Information provided:
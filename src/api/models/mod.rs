//! Data models for books, genres, users and transactions.
//!
//! Public types here are the domain view used by screens. The `wire`
//! submodule holds the deserialisation targets that absorb the API's
//! envelope and numeric quirks before converting into these types.

use std::fmt;

use chrono::{DateTime, NaiveDate, NaiveDateTime, Utc};
use serde::{Deserialize, Deserializer, Serialize};

mod requests;
pub(crate) mod wire;

#[cfg(any(test, feature = "test-support"))]
pub mod test_support;

pub(crate) use requests::BookPatch;
pub use requests::{BookPayload, CheckoutLine, CheckoutRequest, Credentials, Registration};

/// Raw identifier as sent by the API, which uses both numbers and strings.
#[derive(Deserialize)]
#[serde(untagged)]
enum RawIdentifier {
    Text(String),
    Unsigned(u64),
    Signed(i64),
}

impl RawIdentifier {
    fn into_string(self) -> String {
        match self {
            Self::Text(text) => text,
            Self::Unsigned(value) => value.to_string(),
            Self::Signed(value) => value.to_string(),
        }
    }
}

macro_rules! identifier {
    ($(#[$meta:meta])* $name:ident) => {
        $(#[$meta])*
        #[derive(Debug, Clone, PartialEq, Eq, Hash, PartialOrd, Ord, Serialize)]
        #[serde(transparent)]
        pub struct $name(String);

        impl $name {
            /// Wraps a raw identifier value.
            #[must_use]
            pub fn new(value: impl Into<String>) -> Self {
                Self(value.into())
            }

            /// Borrow the identifier.
            #[must_use]
            pub const fn as_str(&self) -> &str {
                self.0.as_str()
            }
        }

        impl fmt::Display for $name {
            fn fmt(&self, f: &mut fmt::Formatter<'_>) -> fmt::Result {
                f.write_str(&self.0)
            }
        }

        impl<'de> Deserialize<'de> for $name {
            fn deserialize<D>(deserializer: D) -> Result<Self, D::Error>
            where
                D: Deserializer<'de>,
            {
                RawIdentifier::deserialize(deserializer).map(|raw| Self(raw.into_string()))
            }
        }
    };
}

identifier!(
    /// Book identifier.
    BookId
);
identifier!(
    /// Genre identifier (a UUID on current backends).
    GenreId
);
identifier!(
    /// Transaction (order) identifier.
    TransactionId
);
identifier!(
    /// User identifier.
    UserId
);

/// Physical condition tag attached to a book.
#[derive(Debug, Clone, Copy, PartialEq, Eq, Serialize)]
#[serde(rename_all = "lowercase")]
pub enum BookCondition {
    /// Unused copy.
    New,
    /// Second-hand copy.
    Used,
}

impl BookCondition {
    /// Parses a condition tag, ignoring case and surrounding whitespace.
    #[must_use]
    pub fn parse(value: &str) -> Option<Self> {
        match value.trim().to_ascii_lowercase().as_str() {
            "new" => Some(Self::New),
            "used" => Some(Self::Used),
            _ => None,
        }
    }

    /// Returns the wire representation.
    #[must_use]
    pub const fn as_str(self) -> &'static str {
        match self {
            Self::New => "new",
            Self::Used => "used",
        }
    }
}

/// Book genre.
#[derive(Debug, Clone, PartialEq, Eq)]
pub struct Genre {
    /// Genre identifier.
    pub id: GenreId,
    /// Display name.
    pub name: String,
}

/// Book as listed in the catalog.
#[derive(Debug, Clone, PartialEq, Eq)]
pub struct Book {
    /// Book identifier.
    pub id: BookId,
    /// Title.
    pub title: String,
    /// Author.
    pub writer: String,
    /// Publisher, when known.
    pub publisher: Option<String>,
    /// Price in whole rupiah.
    pub price: u64,
    /// Copies in stock.
    pub stock: u32,
    /// Genre reference.
    pub genre: Option<Genre>,
    /// ISBN, when known.
    pub isbn: Option<String>,
    /// Free-form description.
    pub description: Option<String>,
    /// Year of publication.
    pub publication_year: Option<u32>,
    /// Publication date as sent by the API (usually `YYYY-MM-DD`).
    pub publish_date: Option<String>,
    /// Condition tag.
    pub condition: Option<BookCondition>,
}

impl Book {
    /// Returns the genre identifier, if the book has a genre.
    #[must_use]
    pub fn genre_id(&self) -> Option<&GenreId> {
        self.genre.as_ref().map(|genre| &genre.id)
    }

    /// Returns the date the book was published.
    ///
    /// Falls back to 1 January of `publication_year` when no parseable
    /// publication date is present.
    #[must_use]
    pub fn published_on(&self) -> Option<NaiveDate> {
        self.publish_date
            .as_deref()
            .and_then(parse_date)
            .or_else(|| {
                self.publication_year
                    .and_then(|year| i32::try_from(year).ok())
                    .and_then(|year| NaiveDate::from_ymd_opt(year, 1, 1))
            })
    }
}

/// Account details for a user.
#[derive(Debug, Clone, Default, PartialEq, Eq)]
pub struct User {
    /// User identifier, absent on some embedded references.
    pub id: Option<UserId>,
    /// Display name.
    pub username: Option<String>,
    /// Email address.
    pub email: Option<String>,
}

impl User {
    /// Returns the best available display label for the user.
    #[must_use]
    pub fn label(&self) -> &str {
        self.username
            .as_deref()
            .or(self.email.as_deref())
            .unwrap_or("unknown buyer")
    }
}

/// Single line of a transaction.
#[derive(Debug, Clone, PartialEq, Eq)]
pub struct OrderItem {
    /// Purchased book.
    pub book_id: Option<BookId>,
    /// Book title at the time of sale, when the API embeds it.
    pub title: Option<String>,
    /// Number of copies.
    pub quantity: u32,
    /// Unit price at the time of sale.
    pub unit_price: u64,
}

impl OrderItem {
    /// Returns `quantity * unit_price`, saturating on overflow.
    #[must_use]
    pub fn line_total(&self) -> u64 {
        self.unit_price.saturating_mul(u64::from(self.quantity))
    }
}

/// A completed order.
#[derive(Debug, Clone, PartialEq, Eq)]
pub struct Transaction {
    /// Transaction identifier.
    pub id: TransactionId,
    /// Creation timestamp.
    pub created_at: Option<DateTime<Utc>>,
    /// Buyer reference.
    pub buyer: Option<User>,
    /// Line items.
    pub items: Vec<OrderItem>,
    /// Total amount charged.
    pub total_amount: u64,
}

impl Transaction {
    /// Returns the sum of unit prices and the line count used for the
    /// average book price.
    #[must_use]
    pub fn unit_price_totals(&self) -> (u64, u64) {
        let sum = self
            .items
            .iter()
            .fold(0_u64, |acc, item| acc.saturating_add(item.unit_price));
        let count = u64::try_from(self.items.len()).unwrap_or(u64::MAX);
        (sum, count)
    }

    /// Returns the average unit price across lines, rounded down.
    #[must_use]
    pub fn average_unit_price(&self) -> u64 {
        let (sum, count) = self.unit_price_totals();
        sum.checked_div(count).unwrap_or(0)
    }
}

/// Parses a calendar date in `YYYY-MM-DD` or RFC 3339 form.
pub(crate) fn parse_date(value: &str) -> Option<NaiveDate> {
    let trimmed = value.trim();
    NaiveDate::parse_from_str(trimmed, "%Y-%m-%d")
        .ok()
        .or_else(|| parse_timestamp(trimmed).map(|stamp| stamp.date_naive()))
}

/// Parses a timestamp in RFC 3339 form, or a naive timestamp taken as UTC.
pub(crate) fn parse_timestamp(value: &str) -> Option<DateTime<Utc>> {
    let trimmed = value.trim();
    if let Ok(stamp) = DateTime::parse_from_rfc3339(trimmed) {
        return Some(stamp.with_timezone(&Utc));
    }
    ["%Y-%m-%dT%H:%M:%S%.f", "%Y-%m-%d %H:%M:%S%.f"]
        .iter()
        .find_map(|format| NaiveDateTime::parse_from_str(trimmed, format).ok())
        .map(|naive| naive.and_utc())
}

#[cfg(test)]
mod tests {
    use chrono::NaiveDate;
    use rstest::rstest;

    use super::*;

    fn book_with_dates(publish_date: Option<&str>, publication_year: Option<u32>) -> Book {
        Book {
            id: BookId::new("1"),
            title: "Dune".to_owned(),
            writer: "Frank Herbert".to_owned(),
            publisher: None,
            price: 180_000,
            stock: 8,
            genre: None,
            isbn: None,
            description: None,
            publication_year,
            publish_date: publish_date.map(ToOwned::to_owned),
            condition: None,
        }
    }

    #[test]
    fn identifiers_accept_numbers_and_strings() {
        let from_number: BookId = serde_json::from_str("42").expect("number should decode");
        let from_text: BookId = serde_json::from_str("\"42\"").expect("string should decode");
        assert_eq!(from_number, from_text);
        assert_eq!(from_number.as_str(), "42");
    }

    #[rstest]
    #[case(Some("1965-06-01"), None, NaiveDate::from_ymd_opt(1965, 6, 1))]
    #[case(Some("2008-08-01T00:00:00Z"), None, NaiveDate::from_ymd_opt(2008, 8, 1))]
    #[case(Some("someday"), Some(1999), NaiveDate::from_ymd_opt(1999, 1, 1))]
    #[case(None, None, None)]
    fn published_on_prefers_date_then_year(
        #[case] publish_date: Option<&str>,
        #[case] year: Option<u32>,
        #[case] expected: Option<NaiveDate>,
    ) {
        assert_eq!(book_with_dates(publish_date, year).published_on(), expected);
    }

    #[rstest]
    #[case("NEW", Some(BookCondition::New))]
    #[case(" used ", Some(BookCondition::Used))]
    #[case("mint", None)]
    fn condition_parsing_is_forgiving(#[case] raw: &str, #[case] expected: Option<BookCondition>) {
        assert_eq!(BookCondition::parse(raw), expected);
    }

    #[test]
    fn average_unit_price_of_empty_order_is_zero() {
        let transaction = Transaction {
            id: TransactionId::new("t-1"),
            created_at: None,
            buyer: None,
            items: vec![],
            total_amount: 0,
        };
        assert_eq!(transaction.average_unit_price(), 0);
    }

    #[test]
    fn naive_timestamps_are_read_as_utc() {
        let stamp = parse_timestamp("2025-01-02 03:04:05").expect("timestamp should parse");
        assert_eq!(stamp.to_rfc3339(), "2025-01-02T03:04:05+00:00");
    }
}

Exercise requirements: Please filter the entries for the word "types" and copy the lines that have it.

Output below:
//! Public types here are the domain view used by screens. The `wire`
//! envelope and numeric quirks before converting into these types.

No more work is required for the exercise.